What practical skills are you improving or sharing or developing that will
move the world forward?

The value appears to be merely convincing someone that something without value
has actual value.

He wanted the clout to convince people of something that people shouldn't be
convinced of. Don't go to college and get an education, because you can make
10k a month regurgitating someone else's meme photos.

Frankly, I don't understand it. I don't think it's good. Yes, in the article,
there was mention of someone who appreciated what he was doing because it made
them feel better, but so would developing a skill and being a productive
member of society.

I can't see how the instagramification of the world is a good thing.
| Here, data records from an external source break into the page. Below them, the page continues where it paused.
use async_trait::async_trait;
use base64::Engine as _;
use base64::engine::general_purpose::STANDARD;
use reqwest::Method;
use reqwest::header::{ACCEPT, AUTHORIZATION, CONTENT_TYPE};
use serde::de::DeserializeOwned;
use serde_json::{Value, json};

use hc3fs_kernel::HubConfig;
use hc3fs_kernel::hub::{
    DebugMessages, HubApi, HubError, HubResult, QuickApp, QuickAppFile, Scene, ServerInfo,
    StateEvents,
};

const API_VERSION_HEADER: &str = "X-Fibaro-Version";
const API_VERSION: &str = "2";

/// Async hub REST client.
///
/// No request timeout is set: a hub that never answers stalls the call that
/// is waiting on it, and nothing else.
#[derive(Debug, Clone)]
pub struct HubClient {
    http: reqwest::Client,
    base: String,
    auth: String,
}

impl HubClient {
    pub fn new(config: &HubConfig) -> HubResult<Self> {
        let http = reqwest::Client::builder()
            .build()
            .map_err(|e| HubError::Transport(format!("failed to create HTTP client: {e}")))?;
        Ok(Self {
            http,
            base: config.api_base(),
            auth: basic_auth(&config.user, &config.password),
        })
    }

    pub fn base_url(&self) -> &str {
        &self.base
    }

    fn url(&self, path: &str) -> String {
        format!("{}{}", self.base, path)
    }

    /// Issue one request. An empty 2xx body is `None`.
    pub async fn call(
        &self,
        method: Method,
        path: &str,
        body: Option<&Value>,
    ) -> HubResult<Option<Value>> {
        let url = self.url(path);
        let mut request = self
            .http
            .request(method.clone(), &url)
            .header(AUTHORIZATION, &self.auth)
            .header(CONTENT_TYPE, "application/json")
            .header(API_VERSION_HEADER, API_VERSION)
            .header(ACCEPT, "*/*");
        if let Some(body) = body {
            request = request.body(body.to_string());
        }

        let response = request
            .send()
            .await
            .map_err(|e| HubError::Transport(format!("{method} {path}: {e}")))?;

        let status = response.status();
        tracing::debug!(%method, path, status = status.as_u16(), "hub call");
        if !status.is_success() {
            return Err(HubError::status(
                status.as_u16(),
                status.canonical_reason().unwrap_or("Unknown"),
            ));
        }

        let text = response
            .text()
            .await
            .map_err(|e| HubError::Transport(format!("{method} {path}: {e}")))?;
        decode_body(path, &text)
    }

    async fn fetch<T: DeserializeOwned>(&self, path: &str) -> HubResult<T> {
        let value = self.call(Method::GET, path, None).await?;
        typed(path, value)
    }

    async fn send(&self, method: Method, path: &str, body: &Value) -> HubResult<()> {
        self.call(method, path, Some(body)).await.map(|_| ())
    }
}

/// `Basic base64(user:password)`.
pub fn basic_auth(user: &str, password: &str) -> String {
    format!("Basic {}", STANDARD.encode(format!("{user}:{password}")))
}

/// Some calls answer 2xx with an empty body.
fn decode_body(path: &str, text: &str) -> HubResult<Option<Value>> {
    if text.trim().is_empty() {
        return Ok(None);
    }
    serde_json::from_str(text)
        .map(Some)
        .map_err(|e| HubError::Decode(format!("{path}: {e}")))
}

fn typed<T: DeserializeOwned>(path: &str, value: Option<Value>) -> HubResult<T> {
    let value = value.ok_or_else(|| HubError::EmptyResponse(path.to_string()))?;
    serde_json::from_value(value).map_err(|e| HubError::Decode(format!("{path}: {e}")))
}

fn encode<T: serde::Serialize>(value: &T) -> HubResult<Value> {
    serde_json::to_value(value).map_err(|e| HubError::Decode(e.to_string()))
}

#[async_trait]
impl HubApi for HubClient {
    // ========================================================================
    // QuickApps
    // ========================================================================

    async fn list_quick_apps(&self) -> HubResult<Vec<QuickApp>> {
        self.fetch("/devices?interface=quickApp").await
    }

    async fn get_quick_app(&self, id: u64) -> HubResult<QuickApp> {
        self.fetch(&format!("/devices/{id}")).await
    }

    async fn list_quick_app_files(&self, id: u64) -> HubResult<Vec<QuickAppFile>> {
        self.fetch(&format!("/quickApp/{id}/files")).await
    }

    async fn get_quick_app_file_content(&self, id: u64, name: &str) -> HubResult<Vec<u8>> {
        let path = format!("/quickApp/{id}/files/{name}");
        let file: QuickAppFile = self.fetch(&path).await?;
        file.content
            .map(String::into_bytes)
            .ok_or_else(|| HubError::Decode(format!("{path}: no content")))
    }

    async fn create_quick_app_file(&self, id: u64, file: &QuickAppFile) -> HubResult<()> {
        self.send(Method::POST, &format!("/quickApp/{id}/files"), &encode(file)?)
            .await
    }

    async fn update_quick_app_file(&self, id: u64, file: &QuickAppFile) -> HubResult<()> {
        let path = format!("/quickApp/{id}/files/{}", file.name);
        self.send(Method::PUT, &path, &encode(file)?).await
    }

    async fn delete_quick_app_file(&self, id: u64, name: &str) -> HubResult<()> {
        self.call(Method::DELETE, &format!("/quickApp/{id}/files/{name}"), None)
            .await
            .map(|_| ())
    }

    async fn rename_quick_app_file(&self, id: u64, name: &str, new_name: &str) -> HubResult<()> {
        let path = format!("/quickApp/{id}/files/{name}");
        self.send(Method::PUT, &path, &json!({ "name": new_name })).await
    }

    async fn export_quick_app(&self, id: u64) -> HubResult<Value> {
        self.fetch(&format!("/quickApp/export/{id}")).await
    }

    // ========================================================================
    // Scenes
    // ========================================================================

    async fn list_scenes(&self) -> HubResult<Vec<Scene>> {
        self.fetch("/scenes").await
    }

    async fn get_scene(&self, id: u64) -> HubResult<Scene> {
        self.fetch(&format!("/scenes/{id}")).await
    }

    async fn update_scene(&self, id: u64, patch: &Value) -> HubResult<()> {
        self.send(Method::PUT, &format!("/scenes/{id}"), patch).await
    }

    // ========================================================================
    // System
    // ========================================================================

    async fn get_server_info(&self) -> HubResult<ServerInfo> {
        self.fetch("/settings/info/").await
    }

    async fn get_debug_messages(&self, since: i64) -> HubResult<DebugMessages> {
        self.fetch(&format!("/debugMessages?from={since}")).await
    }

    async fn get_state_events(&self, last: i64) -> HubResult<StateEvents> {
        self.fetch(&format!("/refreshStates?last={last}")).await
    }
}

#[cfg(test)]
mod tests {
    use super::*;

    #[test]
    fn test_base_url() {
        let client = HubClient::new(&HubConfig::new("http://192.168.1.57/", "admin", "pw")).unwrap();
        assert_eq!(client.base_url(), "http://192.168.1.57/api");
        assert_eq!(client.url("/scenes/7"), "http://192.168.1.57/api/scenes/7");
    }

    #[test]
    fn test_basic_auth() {
        assert_eq!(basic_auth("admin", "admin"), "Basic YWRtaW46YWRtaW4=");
    }

    #[test]
    fn test_decode_body() {
        assert_eq!(decode_body("/x", "").unwrap(), None);
        assert_eq!(decode_body("/x", "  \n").unwrap(), None);
        assert_eq!(decode_body("/x", r#"{"a":1}"#).unwrap(), Some(json!({"a": 1})));
        assert!(matches!(decode_body("/x", "<html>"), Err(HubError::Decode(_))));
    }

    #[test]
    fn test_typed_empty_body() {
        let result: HubResult<Vec<Scene>> = typed("/scenes", None);
        assert_eq!(result, Err(HubError::EmptyResponse("/scenes".into())));
    }

    #[test]
    fn test_typed_quick_app_listing() {
        let body = json!([
            {"id": 12, "name": "Lamp", "type": "com.fibaro.binarySwitch", "roomID": 219},
            {"id": 13, "name": "Fan", "type": "com.fibaro.genericDevice"}
        ]);
        let qas: Vec<QuickApp> = typed("/devices", Some(body)).unwrap();
        assert_eq!(qas.len(), 2);
        assert_eq!(qas[0].device_type, "com.fibaro.binarySwitch");
        assert_eq!(qas[0].extra["roomID"], 219);
    }

    #[test]
    fn test_file_payload_shape() {
        let file = QuickAppFile::with_content("utils", false, "-- x");
        let body = encode(&file).unwrap();
        assert_eq!(
            body,
            json!({"name": "utils", "isMain": false, "type": "lua", "isOpen": false, "content": "-- x"})
        );
    }
}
We were at Thanksgiving dinner and my friend's 8 year old was _glued_ to his
iPhone. He had almost zero interaction with anyone except to say, "I turned it
down!" after he was finally called out at the dinner table for a super loud
music video that started playing and the old folks around the table could
recognize the song. It was ironic because finally those without a phone could
connect to him by the sounds that had the prior part of the evening been
distracting noise. We couldn't talk to each other because we were so
aggravated by the phone.

You can't even get away from the internet when you aren't on a computer
anymore. It's infiltrated every aspect of life. People don't share their lives
in person anymore. If you ask how someone is doing, they say, "Didn't you read
my feed?"

No. I didn't read your feed. I want to connect with you in real life. I want
to create something with you if it's only a conversation.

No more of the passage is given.